*Collected data entries*.
■ ■ ■ ■
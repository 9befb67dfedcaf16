//! Load strategy director
//!
//! Orchestrates one run end to end: staging schema creation, parallel
//! transform, bulk load, and either the atomic schema swap (full load) or
//! the stage-then-merge sequence (delta load). All failure paths drop the
//! staging schema and close the `load_history` row; production is never
//! left in a partially-loaded state.

use std::path::PathBuf;

use chrono::Utc;
use tracing::{info, warn};
use uuid::Uuid;

use crate::adapter::{DatabaseAdapter, ReleaseRecord, RunRecord, RunStatus};
use crate::bulk::{BulkLoadExecutor, IngestReport};
use crate::config::{ObsoletePolicy, Settings};
use crate::error::{EtlError, Result};
use crate::metadata::MetadataRegistry;
use crate::model::{Dataset, LoadMode};
use crate::schema::{self, MergeStrategy};
use crate::transform::{self, CancelToken, TransformOptions, TransformReport};
use crate::xml;

/// One resolved XML input for a run.
#[derive(Debug, Clone)]
pub struct DatasetInput {
    pub dataset: Dataset,
    pub path: PathBuf,
}

/// What a completed run did.
#[derive(Debug, Clone)]
pub struct LoadSummary {
    pub run_id: Uuid,
    pub mode: LoadMode,
    pub release: String,
    /// True when a delta found the database already on this release and
    /// did nothing.
    pub up_to_date: bool,
    pub entries: u64,
    pub skipped_entries: u64,
    pub tables: IngestReport,
}

impl LoadSummary {
    fn up_to_date(run_id: Uuid, mode: LoadMode, release: String) -> Self {
        Self {
            run_id,
            mode,
            release,
            up_to_date: true,
            entries: 0,
            skipped_entries: 0,
            tables: IngestReport::new(),
        }
    }
}

pub struct LoadDirector<'a> {
    adapter: &'a dyn DatabaseAdapter,
    settings: &'a Settings,
}

impl<'a> LoadDirector<'a> {
    pub fn new(adapter: &'a dyn DatabaseAdapter, settings: &'a Settings) -> Self {
        Self { adapter, settings }
    }

    /// Execute one run. `dataset` is the operator's selection as recorded
    /// in `load_history`; `inputs` is its expansion to concrete files.
    pub async fn run(
        &self,
        mode: LoadMode,
        dataset: Dataset,
        inputs: &[DatasetInput],
        cancel: CancelToken,
    ) -> Result<LoadSummary> {
        if inputs.is_empty() {
            return Err(EtlError::Config("no input files resolved for run".into()));
        }
        let production = self.settings.production_schema.as_str();
        let registry = MetadataRegistry::new(self.adapter, production);
        let release = self.resolve_release(inputs).await?;
        let staging = staging_schema_name(production, &release);

        if mode == LoadMode::Delta {
            if let Some(current) = registry.current_release().await? {
                if current.version == release {
                    info!(version = %release, "database is already on this release, delta is a no-op");
                    return Ok(LoadSummary::up_to_date(Uuid::new_v4(), mode, release));
                }
                if release < current.version {
                    return Err(EtlError::Config(format!(
                        "source release '{release}' is older than loaded release '{}'",
                        current.version
                    )));
                }
            }
        }

        // The metadata tables live in production. A fresh database has no
        // production schema yet; creating one just to hold the running row
        // would get archived at cutover, so in that case history starts
        // with the terminal row written after the swap.
        let production_exists = self.adapter.schema_exists(production).await?;
        let run = RunRecord::started(Uuid::new_v4(), mode, dataset);
        if production_exists || mode == LoadMode::Delta {
            self.adapter.create_schema(production).await?;
            self.adapter
                .apply_table_definitions(production, schema::TABLES)
                .await?;
            registry.begin_run(&run).await?;
        }
        info!(run_id = %run.run_id, %mode, %dataset, version = %release, "starting load run");

        let spool_root = self
            .settings
            .data_dir
            .join("spool")
            .join(run.run_id.to_string());

        let result = match mode {
            LoadMode::Full => {
                self.full_load(&run, &release, &staging, &spool_root, inputs, &cancel)
                    .await
            }
            LoadMode::Delta => {
                self.delta_load(&run, &release, &staging, &spool_root, inputs, &cancel)
                    .await
            }
        };

        transform::remove_spool_dir(&spool_root);

        match result {
            Ok(summary) => {
                // After a full load the production name points at the new
                // schema; the terminal row is written there by design.
                registry.close_run(run.run_id, RunStatus::Succeeded, None).await;
                info!(run_id = %run.run_id, version = %release, "load run succeeded");
                Ok(summary)
            }
            Err(err) => {
                if let Err(drop_err) = self.adapter.drop_schema(&staging).await {
                    warn!(schema = %staging, error = %drop_err, "failed to drop staging schema");
                }
                let status = match err {
                    EtlError::Cancelled => RunStatus::Cancelled,
                    _ => RunStatus::Failed,
                };
                registry
                    .close_run(run.run_id, status, Some(&err.to_string()))
                    .await;
                Err(err)
            }
        }
    }

    /// Full load: build everything in staging, then cut over atomically.
    async fn full_load(
        &self,
        run: &RunRecord,
        release: &str,
        staging: &str,
        spool_root: &std::path::Path,
        inputs: &[DatasetInput],
        cancel: &CancelToken,
    ) -> Result<LoadSummary> {
        let production = self.settings.production_schema.as_str();
        let archive = archive_schema_name(production);

        let (reports, ingest) = self
            .stage(staging, spool_root, inputs, cancel)
            .await?;

        self.adapter.create_indexes(staging, schema::TABLES).await?;
        self.adapter.analyze_schema(staging).await?;

        if cancel.is_cancelled() {
            return Err(EtlError::Cancelled);
        }

        let release_record = self.build_release_record(release, &reports);
        self.adapter
            .commit_schema_swap(production, staging, &archive, &release_record)
            .await?;
        info!(%production, %archive, "schema cutover committed");

        Ok(summarize(run, LoadMode::Full, release, &reports, ingest))
    }

    /// Delta load: stage, then merge parents-first into production.
    async fn delta_load(
        &self,
        run: &RunRecord,
        release: &str,
        staging: &str,
        spool_root: &std::path::Path,
        inputs: &[DatasetInput],
        cancel: &CancelToken,
    ) -> Result<LoadSummary> {
        let production = self.settings.production_schema.as_str();

        let (reports, ingest) = self
            .stage(staging, spool_root, inputs, cancel)
            .await?;

        if cancel.is_cancelled() {
            return Err(EtlError::Cancelled);
        }

        for table in schema::data_tables() {
            let rows = match table.merge {
                MergeStrategy::Upsert => {
                    self.adapter
                        .upsert_from_staging(staging, production, table)
                        .await?
                }
                MergeStrategy::ReplaceByProtein => {
                    self.adapter
                        .replace_protein_scoped(staging, production, table)
                        .await?
                }
                MergeStrategy::Metadata => continue,
            };
            info!(table = table.name, rows, "merged staging into production");
        }

        if self.settings.obsolete_policy == ObsoletePolicy::Delete {
            let removed = self
                .adapter
                .delete_missing_proteins(staging, production)
                .await?;
            info!(removed, "removed proteins absent from the new release");
        }

        self.adapter.drop_schema(staging).await?;

        let release_record = self.build_release_record(release, &reports);
        MetadataRegistry::new(self.adapter, production)
            .record_release(&release_record)
            .await?;

        Ok(summarize(run, LoadMode::Delta, release, &reports, ingest))
    }

    /// Shared staging phase: fresh staging schema, transform every input
    /// to spool files, bulk load, then deduplicate across datasets.
    async fn stage(
        &self,
        staging: &str,
        spool_root: &std::path::Path,
        inputs: &[DatasetInput],
        cancel: &CancelToken,
    ) -> Result<(Vec<(Dataset, TransformReport)>, IngestReport)> {
        self.adapter.drop_schema(staging).await?;
        self.adapter.create_schema(staging).await?;
        self.adapter
            .apply_table_definitions(staging, schema::TABLES)
            .await?;

        let mut reports = Vec::with_capacity(inputs.len());
        let mut ingest = IngestReport::new();
        let executor = BulkLoadExecutor::new(self.adapter);

        for input in inputs {
            let report = self.transform_one(input, spool_root, cancel).await?;
            let spool_dir = spool_root.join(input.dataset.to_string());
            let loaded = executor.load_all(staging, &spool_dir).await?;
            for (table, rows) in loaded {
                *ingest.entry(table).or_insert(0) += rows;
            }
            reports.push((input.dataset, report));
        }

        for table in schema::data_tables() {
            let removed = self.adapter.deduplicate_staging(staging, table).await?;
            if removed > 0 {
                info!(table = table.name, removed, "deduplicated staged rows");
            }
        }

        Ok((reports, ingest))
    }

    async fn transform_one(
        &self,
        input: &DatasetInput,
        spool_root: &std::path::Path,
        cancel: &CancelToken,
    ) -> Result<TransformReport> {
        let options = TransformOptions {
            workers: self.settings.effective_workers(),
            queue_depth: self.settings.effective_queue_depth(),
            profile: self.settings.profile,
        };
        let path = input.path.clone();
        let spool_dir = spool_root.join(input.dataset.to_string());
        let cancel = cancel.clone();
        let report = tokio::task::spawn_blocking(move || {
            transform::transform_to_spool(&path, &spool_dir, &options, &cancel)
        })
        .await
        .map_err(|err| EtlError::TransformFailure(format!("transform task panicked: {err}")))??;

        info!(
            dataset = %input.dataset,
            entries = report.entries,
            skipped = report.skipped,
            "dataset transformed"
        );
        Ok(report)
    }

    async fn resolve_release(&self, inputs: &[DatasetInput]) -> Result<String> {
        if let Some(tag) = &self.settings.release_tag {
            return Ok(tag.clone());
        }
        let path = inputs[0].path.clone();
        let release = tokio::task::spawn_blocking(move || xml::peek_release(&path))
            .await
            .map_err(|err| EtlError::TransformFailure(format!("release probe panicked: {err}")))??;
        release.ok_or_else(|| {
            EtlError::Config(
                "input XML root carries no release attribute; set release_tag in settings".into(),
            )
        })
    }

    fn build_release_record(
        &self,
        release: &str,
        reports: &[(Dataset, TransformReport)],
    ) -> ReleaseRecord {
        ReleaseRecord {
            version: release.to_string(),
            release_date: self.settings.release_date,
            load_timestamp: Utc::now(),
            swissprot_entry_count: dataset_entries(reports, Dataset::Swissprot),
            trembl_entry_count: dataset_entries(reports, Dataset::Trembl),
        }
    }
}

/// `<production>_staging_<release_tag>`, with the tag coerced into a
/// valid identifier fragment.
pub fn staging_schema_name(production: &str, release: &str) -> String {
    let tag: String = release
        .chars()
        .map(|c| if c.is_ascii_alphanumeric() { c.to_ascii_lowercase() } else { '_' })
        .collect();
    format!("{production}_staging_{tag}")
}

/// `<production>_archive_<timestamp>`.
pub fn archive_schema_name(production: &str) -> String {
    format!("{production}_archive_{}", Utc::now().format("%Y%m%d%H%M%S"))
}

fn dataset_entries(reports: &[(Dataset, TransformReport)], dataset: Dataset) -> i64 {
    reports
        .iter()
        .filter(|(d, _)| *d == dataset)
        .map(|(_, r)| r.entries as i64)
        .sum()
}

fn summarize(
    run: &RunRecord,
    mode: LoadMode,
    release: &str,
    reports: &[(Dataset, TransformReport)],
    tables: IngestReport,
) -> LoadSummary {
    LoadSummary {
        run_id: run.run_id,
        mode,
        release: release.to_string(),
        up_to_date: false,
        entries: reports.iter().map(|(_, r)| r.entries).sum(),
        skipped_entries: reports.iter().map(|(_, r)| r.skipped).sum(),
        tables,
    }
}

#[cfg(test)]
mod tests {
    use super::*;

    #[test]
    fn staging_name_embeds_release_tag() {
        assert_eq!(
            staging_schema_name("uniprot_public", "2024_03"),
            "uniprot_public_staging_2024_03"
        );
        assert_eq!(
            staging_schema_name("uniprot_public", "2024-03.B"),
            "uniprot_public_staging_2024_03_b"
        );
    }

    #[test]
    fn archive_name_is_timestamped() {
        let name = archive_schema_name("uniprot_public");
        assert!(name.starts_with("uniprot_public_archive_"));
        let suffix = name.rsplit('_').next().unwrap();
        assert_eq!(suffix.len(), 14);
        assert!(suffix.chars().all(|c| c.is_ascii_digit()));
    }
}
■ ■ ■ ■
*The problem*. From the first line of the records above down to the line containing "a partially-loaded state.", repeat each line exactly as written. Include both of those lines and add nothing.

*Response area*.
repository 9befb67dfedcaf16
//! Load strategy director
//!
//! Orchestrates one run end to end: staging schema creation, parallel
//! transform, bulk load, and either the atomic schema swap (full load) or
//! the stage-then-merge sequence (delta load). All failure paths drop the
//! staging schema and close the `load_history` row; production is never
//! left in a partially-loaded state.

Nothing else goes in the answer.